#### AIM OF THE EXERCISE:
The lines to find are those in the entries that hold the word "again"; copy every one of them.

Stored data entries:
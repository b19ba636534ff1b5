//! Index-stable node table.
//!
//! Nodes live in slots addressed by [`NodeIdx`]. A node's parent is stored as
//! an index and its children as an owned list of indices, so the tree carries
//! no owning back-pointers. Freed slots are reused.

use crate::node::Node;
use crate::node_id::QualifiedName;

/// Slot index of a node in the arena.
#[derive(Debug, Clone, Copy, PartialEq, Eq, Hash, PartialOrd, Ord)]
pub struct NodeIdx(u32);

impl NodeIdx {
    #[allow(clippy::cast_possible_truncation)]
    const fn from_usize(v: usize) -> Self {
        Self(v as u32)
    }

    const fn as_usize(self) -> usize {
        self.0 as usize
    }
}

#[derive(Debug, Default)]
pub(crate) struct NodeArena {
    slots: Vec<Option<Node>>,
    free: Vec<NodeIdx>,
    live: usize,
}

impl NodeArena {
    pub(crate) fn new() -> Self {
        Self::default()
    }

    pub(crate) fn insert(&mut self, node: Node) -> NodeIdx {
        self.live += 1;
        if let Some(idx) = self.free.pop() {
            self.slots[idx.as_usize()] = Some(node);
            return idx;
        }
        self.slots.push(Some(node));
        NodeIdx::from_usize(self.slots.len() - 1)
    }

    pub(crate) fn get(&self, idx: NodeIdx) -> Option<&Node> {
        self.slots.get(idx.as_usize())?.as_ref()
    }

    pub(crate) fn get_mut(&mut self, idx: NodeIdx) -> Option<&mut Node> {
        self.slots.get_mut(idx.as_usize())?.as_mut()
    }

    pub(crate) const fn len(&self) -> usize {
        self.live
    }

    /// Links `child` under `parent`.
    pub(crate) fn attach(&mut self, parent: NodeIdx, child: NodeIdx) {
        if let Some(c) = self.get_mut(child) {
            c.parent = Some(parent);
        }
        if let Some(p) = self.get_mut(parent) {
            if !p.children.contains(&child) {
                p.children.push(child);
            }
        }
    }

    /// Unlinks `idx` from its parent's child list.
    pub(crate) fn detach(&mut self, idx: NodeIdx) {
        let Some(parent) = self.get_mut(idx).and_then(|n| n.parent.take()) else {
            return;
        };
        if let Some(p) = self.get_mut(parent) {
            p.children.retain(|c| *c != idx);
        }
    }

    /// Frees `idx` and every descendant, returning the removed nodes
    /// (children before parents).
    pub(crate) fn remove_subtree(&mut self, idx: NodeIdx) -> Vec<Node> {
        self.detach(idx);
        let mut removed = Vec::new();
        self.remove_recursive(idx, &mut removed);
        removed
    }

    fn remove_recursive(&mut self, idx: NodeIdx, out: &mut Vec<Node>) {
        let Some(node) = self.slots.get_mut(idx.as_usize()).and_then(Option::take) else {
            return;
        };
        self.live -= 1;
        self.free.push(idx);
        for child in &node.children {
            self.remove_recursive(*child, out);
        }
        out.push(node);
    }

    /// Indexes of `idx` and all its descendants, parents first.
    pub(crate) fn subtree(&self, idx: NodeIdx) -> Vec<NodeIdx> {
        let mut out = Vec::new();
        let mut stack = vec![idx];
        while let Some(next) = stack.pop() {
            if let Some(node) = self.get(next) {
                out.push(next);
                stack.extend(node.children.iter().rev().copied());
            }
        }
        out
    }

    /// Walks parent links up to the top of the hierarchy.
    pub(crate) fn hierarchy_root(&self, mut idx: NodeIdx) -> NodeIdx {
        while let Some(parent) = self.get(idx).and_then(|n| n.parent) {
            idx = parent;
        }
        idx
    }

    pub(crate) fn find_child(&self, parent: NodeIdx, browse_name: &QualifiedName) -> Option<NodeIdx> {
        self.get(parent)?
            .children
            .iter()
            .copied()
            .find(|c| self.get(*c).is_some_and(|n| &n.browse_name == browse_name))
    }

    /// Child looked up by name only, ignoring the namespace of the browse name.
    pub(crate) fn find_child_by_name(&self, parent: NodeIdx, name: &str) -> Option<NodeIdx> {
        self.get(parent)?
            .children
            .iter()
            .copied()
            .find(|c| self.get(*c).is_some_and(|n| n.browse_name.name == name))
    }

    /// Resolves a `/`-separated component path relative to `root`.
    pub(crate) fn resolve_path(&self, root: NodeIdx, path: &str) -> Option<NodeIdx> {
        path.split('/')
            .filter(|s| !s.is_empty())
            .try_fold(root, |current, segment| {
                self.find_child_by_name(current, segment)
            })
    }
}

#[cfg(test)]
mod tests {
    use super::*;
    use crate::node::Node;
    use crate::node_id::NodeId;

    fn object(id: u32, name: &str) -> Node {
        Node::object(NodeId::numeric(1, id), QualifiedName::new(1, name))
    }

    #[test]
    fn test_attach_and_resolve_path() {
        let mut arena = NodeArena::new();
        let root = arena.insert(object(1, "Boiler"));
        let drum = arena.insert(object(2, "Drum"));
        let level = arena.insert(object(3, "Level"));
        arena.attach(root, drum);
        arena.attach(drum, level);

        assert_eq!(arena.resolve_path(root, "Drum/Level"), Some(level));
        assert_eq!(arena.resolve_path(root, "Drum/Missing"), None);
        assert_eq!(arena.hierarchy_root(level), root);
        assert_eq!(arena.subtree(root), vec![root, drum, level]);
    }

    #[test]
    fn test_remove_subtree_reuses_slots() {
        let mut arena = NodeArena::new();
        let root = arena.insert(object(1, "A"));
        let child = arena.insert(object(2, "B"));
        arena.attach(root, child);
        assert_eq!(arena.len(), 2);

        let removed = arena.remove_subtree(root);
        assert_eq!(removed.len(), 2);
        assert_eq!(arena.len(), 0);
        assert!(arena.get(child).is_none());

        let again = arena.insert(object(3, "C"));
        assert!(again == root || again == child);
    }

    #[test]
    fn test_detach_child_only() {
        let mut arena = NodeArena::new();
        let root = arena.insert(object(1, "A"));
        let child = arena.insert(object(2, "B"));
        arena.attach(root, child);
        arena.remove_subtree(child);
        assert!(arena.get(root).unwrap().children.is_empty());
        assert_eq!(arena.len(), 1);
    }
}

#### SOLUTION TO THIS PROBLEM:
        let again = arena.insert(object(3, "C"));
        assert!(again == root || again == child);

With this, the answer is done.